## What is needed
The expected output is exactly the lines below, starting at the line with "for file in" and ending at the line with "the config file.", both included; no other line belongs in it.

## Stored data
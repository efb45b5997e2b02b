use std::path::{Path, PathBuf};

use crate::error::{Result, ScopeError};
use crate::settings::Settings;

const CONFIG_FILE: &str = "sqlscope.toml";
const KNOWN_KEYS: [&str; 3] = ["grammar", "max_line_tokens", "exclude"];

/// Load sqlscope settings from `sqlscope.toml` or the `[tool.sqlscope]`
/// table of a `pyproject.toml`. Searches the parents of `files` when no
/// config path is given.
pub fn load_config(files: &[PathBuf], config_path: Option<&Path>) -> Result<Settings> {
    let config_file = match config_path {
        Some(path) if path.exists() => Some(path.to_path_buf()),
        Some(path) => {
            return Err(ScopeError::Config(format!(
                "Config file not found: {}",
                path.display()
            )));
        }
        None => find_config_file(files),
    };

    match config_file {
        Some(path) => load_config_from_path(&path),
        None => Ok(Settings::default()),
    }
}

/// First `sqlscope.toml`, or `pyproject.toml` with a `[tool.sqlscope]`
/// table, in the parents of the inputs.
fn find_config_file(files: &[PathBuf]) -> Option<PathBuf> {
    for parent in get_common_parents(files) {
        let config = parent.join(CONFIG_FILE);
        if config.exists() {
            return Some(config);
        }
        let config = parent.join("pyproject.toml");
        if config.exists() && has_tool_section(&config) {
            return Some(config);
        }
    }
    None
}

fn has_tool_section(path: &Path) -> bool {
    std::fs::read_to_string(path)
        .ok()
        .and_then(|content| content.parse::<toml::Table>().ok())
        .is_some_and(|table| tool_section(&table).is_some())
}

fn tool_section(table: &toml::Table) -> Option<&toml::Table> {
    table.get("tool")?.get("sqlscope")?.as_table()
}

/// Parent directories of the inputs, most specific first.
fn get_common_parents(files: &[PathBuf]) -> Vec<PathBuf> {
    let mut parents = Vec::new();

    for file in files {
        let parent = if file.is_dir() {
            file.clone()
        } else {
            file.parent()
                .filter(|p| !p.as_os_str().is_empty())
                .map(Path::to_path_buf)
                .unwrap_or_else(|| PathBuf::from("."))
        };

        let mut current = Some(parent.as_path());
        while let Some(dir) = current {
            let dir_buf = dir.to_path_buf();
            if !parents.contains(&dir_buf) {
                parents.push(dir_buf);
            }
            current = dir.parent();
        }
    }

    parents
}

fn load_config_from_path(path: &Path) -> Result<Settings> {
    let content = std::fs::read_to_string(path)?;
    let parsed: toml::Table = content
        .parse()
        .map_err(|e| ScopeError::Config(format!("Failed to parse {}: {}", path.display(), e)))?;

    let section = if path.file_name().is_some_and(|n| n == CONFIG_FILE) {
        parsed
    } else {
        tool_section(&parsed).cloned().unwrap_or_default()
    };
    settings_from_table(section, path)
}

fn settings_from_table(table: toml::Table, path: &Path) -> Result<Settings> {
    if let Some(key) = table.keys().find(|k| !KNOWN_KEYS.contains(&k.as_str())) {
        return Err(ScopeError::Config(format!("Unknown config option: {}", key)));
    }
    let mut settings: Settings = toml::Value::Table(table).try_into()?;

    // A relative grammar path is relative to the config file.
    if let Some(dir) = path.parent() {
        settings.grammar = settings
            .grammar
            .take()
            .map(|grammar| if grammar.is_relative() { dir.join(grammar) } else { grammar });
    }
    Ok(settings)
}

#[cfg(test)]
mod tests {
    use super::*;
    use pretty_assertions::assert_eq;
    use tempfile::TempDir;

    #[test]
    fn test_no_config_gives_defaults() {
        let dir = TempDir::new().unwrap();
        let settings = load_config(&[dir.path().join("a.sql")], None).unwrap();
        assert!(settings.exclude.is_empty());
        assert!(settings.max_line_tokens.is_none());
    }

    #[test]
    fn test_sqlscope_toml_top_level_keys() {
        let dir = TempDir::new().unwrap();
        std::fs::write(
            dir.path().join(CONFIG_FILE),
            "exclude = [\"vendor\"]\nmax_line_tokens = 8\ngrammar = \"rules.toml\"\n",
        )
        .unwrap();
        let settings = load_config(&[dir.path().join("a.sql")], None).unwrap();
        assert_eq!(settings.exclude, vec!["vendor".to_string()]);
        assert_eq!(settings.max_line_tokens, Some(8));
        assert_eq!(settings.grammar, Some(dir.path().join("rules.toml")));
    }

    #[test]
    fn test_pyproject_tool_section() {
        let dir = TempDir::new().unwrap();
        let sub = dir.path().join("models");
        std::fs::create_dir(&sub).unwrap();
        std::fs::write(
            dir.path().join("pyproject.toml"),
            "[project]\nname = \"x\"\n\n[tool.sqlscope]\nexclude = [\"tmp_*\"]\n",
        )
        .unwrap();
        let settings = load_config(&[sub.join("a.sql")], None).unwrap();
        assert_eq!(settings.exclude, vec!["tmp_*".to_string()]);
    }

    #[test]
    fn test_unknown_config_key_error() {
        let table: toml::Table = "line_length = 10".parse().unwrap();
        let err = settings_from_table(table, Path::new(CONFIG_FILE)).unwrap_err();
        assert!(err.to_string().contains("line_length"));
    }

    #[test]
    fn test_wrong_value_type_is_error() {
        let table: toml::Table = "max_line_tokens = \"many\"".parse().unwrap();
        assert!(matches!(
            settings_from_table(table, Path::new(CONFIG_FILE)),
            Err(ScopeError::Toml(_))
        ));
    }

    #[test]
    fn test_missing_explicit_config() {
        let err = load_config(&[], Some(Path::new("/nonexistent/sqlscope.toml"))).unwrap_err();
        assert!(matches!(err, ScopeError::Config(_)));
    }
}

## Answer for this exercise
    for file in files {
        let parent = if file.is_dir() {
            file.clone()
        } else {
            file.parent()
                .filter(|p| !p.as_os_str().is_empty())
                .map(Path::to_path_buf)
                .unwrap_or_else(|| PathBuf::from("."))
        };

        let mut current = Some(parent.as_path());
        while let Some(dir) = current {
            let dir_buf = dir.to_path_buf();
            if !parents.contains(&dir_buf) {
                parents.push(dir_buf);
            }
            current = dir.parent();
        }
    }

    parents
}

fn load_config_from_path(path: &Path) -> Result<Settings> {
    let content = std::fs::read_to_string(path)?;
    let parsed: toml::Table = content
        .parse()
        .map_err(|e| ScopeError::Config(format!("Failed to parse {}: {}", path.display(), e)))?;

    let section = if path.file_name().is_some_and(|n| n == CONFIG_FILE) {
        parsed
    } else {
        tool_section(&parsed).cloned().unwrap_or_default()
    };
    settings_from_table(section, path)
}

fn settings_from_table(table: toml::Table, path: &Path) -> Result<Settings> {
    if let Some(key) = table.keys().find(|k| !KNOWN_KEYS.contains(&k.as_str())) {
        return Err(ScopeError::Config(format!("Unknown config option: {}", key)));
    }
    let mut settings: Settings = toml::Value::Table(table).try_into()?;

    // A relative grammar path is relative to the config file.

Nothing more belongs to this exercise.